• **What the task requires**: Which lines of the listing below contain the word "written"? Copy each of them.

• **Source material**:

- - - -

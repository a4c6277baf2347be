use std::io::{Read, Write};
use std::process::{Command, Output, Stdio};
use std::time::{Duration, Instant};

use fwout::output::frame::{Frame, FrameIter};
use fwout::FrameType;

fn fwout() -> Command
{
	let mut cmd = Command::new(env!("CARGO_BIN_EXE_fwout"));
	cmd.env_remove("NOW");
	cmd
}

fn run(args: &[&str]) -> Output
{
	fwout().args(args).output().expect("run fwout")
}

fn frames(out: &[u8]) -> Vec<Frame<'_>>
{
	FrameIter::new(out).collect::<Result<Vec<_>, _>>().expect("valid frames")
}

#[test]
fn plain_warning()
{
	let out = run(&["warn", "disk full"]);
	assert!(out.status.success());
	assert_eq!(out.stdout, b"fwup: disk full\n");
}

#[test]
fn plain_warning_with_progress_bar()
{
	let out = run(&["--progress", "normal", "warn", "disk full"]);
	assert_eq!(out.stdout, b"\r\x1b[Kfwup: disk full\n");
}

#[test]
fn framed_warning()
{
	let out = run(&["--framing", "warn", "disk full"]);
	assert!(out.status.success());
	assert_eq!(out.stdout, b"\x00\x00\x00\x0DWN\x00\x00disk full");
}

#[test]
fn fatal_exit_status()
{
	let out = run(&["fail", "--status", "42", "cannot continue"]);
	assert_eq!(out.status.code(), Some(42));
	assert_eq!(out.stdout, b"fwup: cannot continue\n");

	let out = run(&["--framing", "fail", "cannot continue"]);
	assert_eq!(out.status.code(), Some(1));
	assert_eq!(frames(&out.stdout), vec![Frame::new(FrameType::Failure, 0, b"cannot continue")]);
}

#[cfg(unix)]
#[test]
fn fatal_with_os_error()
{
	let dir = tempfile::tempdir().unwrap();
	let missing = dir.path().join("missing.fw");
	let out = fwout().args(["fail-open", "--status", "5"]).arg(&missing).arg("open firmware").output().unwrap();
	assert_eq!(out.status.code(), Some(5));
	assert!(out.stdout.starts_with(b"fwup: open firmware: "));
	assert!(out.stdout.ends_with(b": No such file or directory\n"), "{:?}", String::from_utf8_lossy(&out.stdout));

	std::fs::write(&missing, b"fw").unwrap();
	let out = fwout().args(["fail-open"]).arg(&missing).arg("open firmware").output().unwrap();
	assert!(out.status.success());
}

#[test]
fn progress_and_success_frames()
{
	let out = run(&["--framing", "progress", "73"]);
	assert_eq!(frames(&out.stdout), vec![Frame::new(FrameType::Progress, 73, b"")]);
	let out = run(&["progress", "73"]);
	assert!(out.stdout.is_empty());
	let out = run(&["--framing", "success", "all done"]);
	assert_eq!(frames(&out.stdout), vec![Frame::new(FrameType::Success, 0, b"all done")]);
}

#[test]
fn hex_commands()
{
	assert_eq!(run(&["hex-encode", "fw"]).stdout, b"6677\n");
	assert_eq!(run(&["hex-decode", "6677"]).stdout, b"fw\n");
	let out = run(&["hex-decode", "667"]);
	assert_eq!(out.status.code(), Some(1));
	assert!(out.stdout.starts_with(b"fwup: hex-decode: hex string should have an even number"));
	let out = run(&["hex-decode", "--max", "1", "6677"]);
	assert_eq!(out.status.code(), Some(1));
}

#[test]
fn pretty_units()
{
	assert_eq!(run(&["pretty", "1500000"]).stdout, b"1.50 MB\n");
	assert_eq!(run(&["pretty", "--units", "KiB", "2048"]).stdout, b"2.00 KiB\n");
	assert_eq!(run(&["pretty", "--units", "furlongs", "1"]).status.code(), Some(1));
}

#[test]
fn resource_names()
{
	assert_eq!(run(&["resource", "data/rootfs.img"]).stdout, b"rootfs.img\n");
	assert_eq!(run(&["resource", "meta.conf"]).stdout, b"/meta.conf\n");
	assert_eq!(run(&["resource", "data/"]).stdout, b"\n");
}

#[test]
fn timestamp_from_env()
{
	let out = fwout().env("NOW", "2020-01-02T03:04:05Z").arg("timestamp").output().unwrap();
	assert_eq!(out.stdout, b"2020-01-02T03:04:05Z\n");
	let out = fwout().env("NOW", "2020-01-02T03:04:05Zbuild7").arg("timestamp").output().unwrap();
	assert_eq!(out.stdout, b"2020-01-02T03:04:05Zbuild7\n");
	// unparsable values are ignored in favour of the clock
	let out = fwout().env("NOW", "yesterday").arg("timestamp").output().unwrap();
	let text = String::from_utf8(out.stdout).unwrap();
	assert!(fwout::timestamp::parse_timestamp(text.trim_end()).is_ok(), "{text:?}");
}

#[test]
fn aligned_allocation()
{
	let out = run(&["alloc", "100000"]);
	assert!(out.status.success());
	let text = String::from_utf8(out.stdout).unwrap();
	assert!(text.starts_with("100000 bytes, page size "), "{text}");
	assert!(text.ends_with("aligned true\n"), "{text}");
}

#[test]
fn exit_handshake()
{
	let mut child = fwout()
		.args(["--exit-handshake", "success", "written"])
		.stdin(Stdio::piped())
		.stdout(Stdio::piped())
		.spawn()
		.unwrap();
	let mut stdin = child.stdin.take().unwrap();
	let mut stdout = child.stdout.take().unwrap();
	let mut buff = Vec::new();
	let mut byte = [0u8; 1];
	loop
	{
		stdout.read_exact(&mut byte).unwrap();
		if byte[0] == 0x1A {break;}
		buff.push(byte[0]);
	}
	assert_eq!(buff, b"written\n");
	// still waiting on us
	stdin.write_all(b"ignored").unwrap();
	assert!(child.try_wait().unwrap().is_none());
	drop(stdin);

	let start = Instant::now();
	let status = loop
	{
		if let Some(status) = child.try_wait().unwrap() {break status;}
		assert!(start.elapsed() < Duration::from_secs(10), "handshake did not finish");
		std::thread::sleep(Duration::from_millis(10));
	};
	assert!(status.success());
}
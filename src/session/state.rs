use std::time::{
    Duration,
    Instant,
};

use super::queue::PrefetchQueue;
use crate::core::models::{
    Decision,
    Dish,
};

pub const DEFAULT_SWIPE_DURATION: Duration = Duration::from_millis(300);

/// A card leaving the screen after a decision.
#[derive(Debug, Clone, Copy, PartialEq)]
pub struct SwipeAnimation {
    pub decision: Decision,
    pub started_at: Instant,
    pub duration: Duration,
}

impl SwipeAnimation {
    pub fn new(decision: Decision, started_at: Instant, duration: Duration) -> Self {
        Self { decision, started_at, duration }
    }

    /// Fraction of the animation elapsed at `now`, in `0.0..=1.0`.
    pub fn progress(&self, now: Instant) -> f32 {
        if self.duration.is_zero() {
            return 1.0;
        }
        let elapsed = now.saturating_duration_since(self.started_at);
        (elapsed.as_secs_f32() / self.duration.as_secs_f32()).min(1.0)
    }

    pub fn is_finished(&self, now: Instant) -> bool {
        now.saturating_duration_since(self.started_at) >= self.duration
    }
}

/// Everything one swipe session knows. Owned by the controller, never shared.
#[derive(Debug, Default)]
pub struct SessionState {
    pub current: Option<Dish>,
    /// An in-flight swipe. While set, further decisions are dropped.
    pub animation: Option<SwipeAnimation>,
    pub liked_count: u32,
    pub queue: PrefetchQueue,
    /// Set once the service ran out of dishes with nothing left to show.
    pub exhausted: bool,
}

impl SessionState {
    pub fn new(prefetch_target: usize) -> Self {
        Self { queue: PrefetchQueue::new(prefetch_target), ..Self::default() }
    }

    pub fn is_animating(&self) -> bool {
        self.animation.is_some()
    }
}

#[cfg(test)]
mod tests {
    use super::*;

    #[test]
    fn test_animation_progress() {
        let start = Instant::now();
        let animation = SwipeAnimation::new(Decision::Accept, start, DEFAULT_SWIPE_DURATION);

        assert_eq!(animation.progress(start), 0.0);
        assert!((animation.progress(start + Duration::from_millis(150)) - 0.5).abs() < 1e-4);
        assert_eq!(animation.progress(start + Duration::from_secs(2)), 1.0);

        assert!(!animation.is_finished(start + Duration::from_millis(299)));
        assert!(animation.is_finished(start + Duration::from_millis(300)));
    }

    #[test]
    fn test_zero_duration_finishes_immediately() {
        let start = Instant::now();
        let animation = SwipeAnimation::new(Decision::Reject, start, Duration::ZERO);

        assert_eq!(animation.progress(start), 1.0);
        assert!(animation.is_finished(start));
    }
}
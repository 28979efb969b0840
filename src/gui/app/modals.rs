use crate::gui::{
    modal::Modal,
    settings::SettingsModal,
};

pub struct Modals {
    pub settings: SettingsModal,
    pub reset: Modal<()>,
}

impl Default for Modals {
    fn default() -> Self {
        Self { settings: SettingsModal::new(), reset: Modal::new_with_data("Reset Session", ()) }
    }
}
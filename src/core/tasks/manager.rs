use std::{
    future::Future,
    sync::Arc,
};

use tokio::{
    runtime::Handle,
    sync::mpsc::{
        self,
        UnboundedReceiver,
        UnboundedSender,
    },
};
use tracing::{
    debug,
    error,
};

use super::{
    TaskKind,
    TaskResult,
};

pub type RepaintHook = Arc<dyn Fn() + Send + Sync>;

/// Handle given to a running task for reporting back to the owner.
#[derive(Clone)]
pub struct TaskSender {
    sender: UnboundedSender<TaskResult>,
    repaint: Option<RepaintHook>,
}

impl TaskSender {
    pub fn send(&self, result: TaskResult) {
        if self.sender.send(result).is_err() {
            debug!("Task report dropped, its session is gone");
            return;
        }

        if let Some(repaint) = &self.repaint {
            repaint();
        }
    }
}

/// Spawns supervised jobs on a tokio runtime and collects their reports for
/// the thread that owns the session.
pub struct TaskManager {
    runtime: Handle,
    sender: UnboundedSender<TaskResult>,
    receiver: UnboundedReceiver<TaskResult>,
    repaint: Option<RepaintHook>,
    outstanding: usize,
}

impl TaskManager {
    pub fn new(runtime: Handle) -> Self {
        let (sender, receiver) = mpsc::unbounded_channel();

        Self { runtime, sender, receiver, repaint: None, outstanding: 0 }
    }

    pub fn set_repaint(&mut self, repaint: RepaintHook) {
        self.repaint = Some(repaint);
    }

    fn task_context(&self) -> TaskSender {
        TaskSender { sender: self.sender.clone(), repaint: self.repaint.clone() }
    }

    /// Runs `task` in the background. Its output is reported as the final
    /// result; a panic is reported as [`TaskResult::Crashed`] instead.
    pub fn spawn<F, Fut>(&mut self, kind: TaskKind, task: F)
    where
        F: FnOnce(TaskSender) -> Fut,
        Fut: Future<Output = TaskResult> + Send + 'static,
    {
        let sender = self.task_context();
        let job = task(sender.clone());
        let runtime = self.runtime.clone();

        self.outstanding += 1;
        debug!(task = kind.label(), outstanding = self.outstanding, "Spawning task");

        self.runtime.spawn(async move {
            let result = match runtime.spawn(job).await {
                Ok(result) => result,
                Err(join_error) => {
                    error!(task = kind.label(), "Background task failed: {join_error}");
                    TaskResult::Crashed { task: kind, error: join_error.to_string() }
                }
            };

            sender.send(result);
        });
    }

    pub fn poll_results(&mut self) -> Vec<TaskResult> {
        let mut results = Vec::new();

        while let Ok(result) = self.receiver.try_recv() {
            self.account(&result);
            results.push(result);
        }

        results
    }

    /// Waits for the next report, `None` once every spawned task has
    /// delivered its final result.
    pub async fn next_result(&mut self) -> Option<TaskResult> {
        if self.outstanding == 0 {
            return None;
        }

        let result = self.receiver.recv().await?;
        self.account(&result);
        Some(result)
    }

    pub fn outstanding(&self) -> usize {
        self.outstanding
    }

    fn account(&mut self, result: &TaskResult) {
        if result.is_final() {
            self.outstanding = self.outstanding.saturating_sub(1);
        }
    }
}

#[cfg(test)]
mod tests {
    use super::*;

    #[tokio::test]
    async fn test_reports_are_counted() {
        let mut manager = TaskManager::new(Handle::current());

        manager.spawn(TaskKind::Prefetch, |sender| async move {
            sender.send(TaskResult::Prefetched(crate::api::testing::dish("A")));
            TaskResult::PrefetchFinished(crate::session::queue::FillOutcome::Filled)
        });
        assert_eq!(manager.outstanding(), 1);

        let first = manager.next_result().await.unwrap();
        assert_eq!(first.task_type(), "prefetch_progress");
        assert_eq!(manager.outstanding(), 1);

        let last = manager.next_result().await.unwrap();
        assert_eq!(last.task_type(), "prefetch");
        assert_eq!(manager.outstanding(), 0);
        assert!(manager.next_result().await.is_none());
    }

    #[tokio::test]
    async fn test_panicking_task_reports_crash() {
        let mut manager = TaskManager::new(Handle::current());

        let explode = true;
        manager.spawn(TaskKind::Profile, move |_| async move {
            if explode {
                panic!("profile exploded");
            }
            TaskResult::Crashed { task: TaskKind::Profile, error: String::new() }
        });

        match manager.next_result().await {
            Some(TaskResult::Crashed { task, error }) => {
                assert_eq!(task, TaskKind::Profile);
                assert!(!error.is_empty());
            }
            other => panic!("Expected crash report, got {:?}", other),
        }
        assert_eq!(manager.outstanding(), 0);
    }

    #[tokio::test]
    async fn test_repaint_hook_fires_per_report() {
        use std::sync::atomic::{
            AtomicUsize,
            Ordering,
        };

        let repaints = Arc::new(AtomicUsize::new(0));
        let counter = Arc::clone(&repaints);

        let mut manager = TaskManager::new(Handle::current());
        manager.set_repaint(Arc::new(move || {
            counter.fetch_add(1, Ordering::SeqCst);
        }));

        manager.spawn(TaskKind::Reset, |_| async move {
            TaskResult::SessionReset(Ok(crate::core::models::ResetOutcome::Confirmed))
        });
        manager.next_result().await.unwrap();

        assert_eq!(repaints.load(Ordering::SeqCst), 1);
    }
}
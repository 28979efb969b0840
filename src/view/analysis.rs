use tracing::warn;

use super::card::{
    flavor_bars,
    FlavorBar,
};
use crate::core::{
    errors::FetchError,
    models::{
        percent,
        Dish,
        Feedback,
        Flavor,
        FlavorProfile,
        Profile,
        TasteAnalysis,
    },
};

pub const NO_ANALYSIS_MESSAGE: &str =
    "No analysis available yet. Like more dishes to get your taste profile!";
pub const ANALYSIS_ERROR_MESSAGE: &str = "Error loading analysis. Please try again.";

#[derive(Debug, Clone, PartialEq)]
pub struct ProfileView {
    pub summary: String,
    pub foodie_type: String,
    pub foodie_tag: String,
    pub cuisines: Vec<String>,
    pub metrics: [FlavorBar; 3],
}

impl ProfileView {
    pub fn from_analysis(analysis: &TasteAnalysis) -> Self {
        Self {
            summary: analysis.analysis.clone(),
            foodie_type: analysis.foodie_label(),
            foodie_tag: foodie_tag(&analysis.metrics),
            cuisines: analysis.cuisines.clone(),
            metrics: Flavor::ALL.map(|flavor| FlavorBar::new(flavor, analysis.metrics.get(flavor))),
        }
    }
}

pub fn foodie_tag(metrics: &FlavorProfile) -> String {
    format!(
        "{}% Indian Spice Lover, {}% Sweet Tooth, {}% Creamy Connoisseur",
        percent(metrics.spicy),
        percent(metrics.sweet),
        percent(metrics.creamy)
    )
}

#[derive(Debug, Clone, PartialEq)]
pub struct RecommendationView {
    pub name: String,
    pub description: String,
    pub chips: [FlavorBar; 3],
}

impl RecommendationView {
    pub fn from_dish(dish: &Dish) -> Self {
        Self {
            name: dish.name.clone(),
            description: dish.description.clone(),
            chips: flavor_bars(dish),
        }
    }
}

#[derive(Debug, Clone, Default, PartialEq)]
pub enum AnalysisPanel {
    #[default]
    Hidden,
    Loading,
    NotEnoughData,
    Failed,
    Ready {
        profile: Option<ProfileView>,
        recommendations: Vec<RecommendationView>,
    },
}

/// Turns taste data into the analysis panel, either straight from a like
/// response or from a profile request.
#[derive(Debug, Default)]
pub struct AnalysisPresenter {
    panel: AnalysisPanel,
    open: bool,
    in_flight: bool,
}

impl AnalysisPresenter {
    pub fn new() -> Self {
        Self::default()
    }

    pub fn panel(&self) -> &AnalysisPanel {
        &self.panel
    }

    pub fn is_open(&self) -> bool {
        self.open
    }

    pub fn is_loading(&self) -> bool {
        self.in_flight
    }

    /// Shows insights that came back with a like. A response carrying only
    /// recommendations keeps the profile already on display.
    pub fn present_inline(&mut self, feedback: &Feedback) {
        if !feedback.has_insights() {
            return;
        }

        let previous = match &self.panel {
            AnalysisPanel::Ready { profile, .. } => profile.clone(),
            _ => None,
        };

        let profile = feedback.analysis.as_ref().map(ProfileView::from_analysis).or(previous);
        let recommendations = feedback
            .recommendations
            .as_deref()
            .unwrap_or_default()
            .iter()
            .map(RecommendationView::from_dish)
            .collect();

        self.panel = AnalysisPanel::Ready { profile, recommendations };
        self.open = true;
    }

    /// Opens the panel in its loading state. Returns `false` when a profile
    /// request is already running and no new one should be made.
    pub fn begin_profile_load(&mut self) -> bool {
        self.open = true;
        if self.in_flight {
            return false;
        }

        self.in_flight = true;
        self.panel = AnalysisPanel::Loading;
        true
    }

    pub fn apply_profile(&mut self, result: Result<Profile, FetchError>) {
        self.in_flight = false;

        let profile = match result {
            Ok(profile) => profile,
            Err(e) => {
                warn!("Error loading analysis: {e}");
                self.panel = AnalysisPanel::Failed;
                return;
            }
        };

        self.panel = match TasteAnalysis::derive(&profile.liked_dishes) {
            Some(analysis) => AnalysisPanel::Ready {
                profile: Some(ProfileView::from_analysis(&analysis)),
                recommendations: profile
                    .recommendations
                    .iter()
                    .map(RecommendationView::from_dish)
                    .collect(),
            },
            None => AnalysisPanel::NotEnoughData,
        };
    }

    /// The profile request died without an answer.
    pub fn fail(&mut self) {
        self.in_flight = false;
        self.panel = AnalysisPanel::Failed;
    }

    pub fn dismiss(&mut self) {
        self.open = false;
    }
}

#[cfg(test)]
mod tests {
    use super::*;
    use crate::api::testing::flavored;

    fn profile_of(liked: Vec<Dish>, recommendations: Vec<Dish>) -> Profile {
        Profile { liked_dishes: liked, recommendations }
    }

    #[test]
    fn test_profile_analysis() {
        let mut presenter = AnalysisPresenter::new();
        assert!(presenter.begin_profile_load());
        assert_eq!(presenter.panel(), &AnalysisPanel::Loading);

        presenter.apply_profile(Ok(profile_of(
            vec![flavored("Gulab Jamun", 0.0, 0.9, 0.5), flavored("Kheer", 0.1, 0.8, 0.8)],
            vec![flavored("Jalebi", 0.0, 1.0, 0.2)],
        )));

        match presenter.panel() {
            AnalysisPanel::Ready { profile: Some(profile), recommendations } => {
                assert_eq!(profile.foodie_type, "Sweet Tooth");
                assert_eq!(
                    profile.foodie_tag,
                    "5% Indian Spice Lover, 85% Sweet Tooth, 65% Creamy Connoisseur"
                );
                assert_eq!(profile.metrics[1].label(), "85%");
                assert_eq!(recommendations.len(), 1);
                assert_eq!(recommendations[0].name, "Jalebi");
                assert_eq!(recommendations[0].chips[1].chip(), "Sweet: 100%");
            }
            other => panic!("Expected analysis, got {:?}", other),
        }
        assert!(presenter.is_open());
        assert!(!presenter.is_loading());
    }

    #[test]
    fn test_empty_profile_is_not_an_error() {
        let mut presenter = AnalysisPresenter::new();
        presenter.begin_profile_load();
        presenter.apply_profile(Ok(Profile::default()));

        assert_eq!(presenter.panel(), &AnalysisPanel::NotEnoughData);
    }

    #[test]
    fn test_failed_profile() {
        let mut presenter = AnalysisPresenter::new();
        presenter.begin_profile_load();
        presenter.apply_profile(Err(FetchError::Service("boom".to_string())));

        assert_eq!(presenter.panel(), &AnalysisPanel::Failed);
    }

    #[test]
    fn test_single_profile_request_in_flight() {
        let mut presenter = AnalysisPresenter::new();
        assert!(presenter.begin_profile_load());
        presenter.dismiss();
        assert!(!presenter.begin_profile_load());
        assert!(presenter.is_open());

        presenter.fail();
        assert!(presenter.begin_profile_load());
    }

    #[test]
    fn test_inline_insights() {
        let mut presenter = AnalysisPresenter::new();

        presenter.present_inline(&Feedback { accepted: true, ..Feedback::default() });
        assert_eq!(presenter.panel(), &AnalysisPanel::Hidden);
        assert!(!presenter.is_open());

        let analysis = TasteAnalysis::derive(&[flavored("Vindaloo", 0.9, 0.1, 0.1)]).unwrap();
        presenter.present_inline(&Feedback {
            accepted: true,
            analysis: Some(analysis),
            ..Feedback::default()
        });

        presenter.present_inline(&Feedback {
            accepted: true,
            recommendations: Some(vec![flavored("Phaal", 1.0, 0.0, 0.0)]),
            ..Feedback::default()
        });

        match presenter.panel() {
            AnalysisPanel::Ready { profile: Some(profile), recommendations } => {
                assert_eq!(profile.foodie_type, "Spice Lover");
                assert_eq!(recommendations[0].name, "Phaal");
            }
            other => panic!("Expected inline insights, got {:?}", other),
        }
        assert!(presenter.is_open());
    }
}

- - - -

• **Response**:
		.args(["--exit-handshake", "success", "written"])
	assert_eq!(buff, b"written\n");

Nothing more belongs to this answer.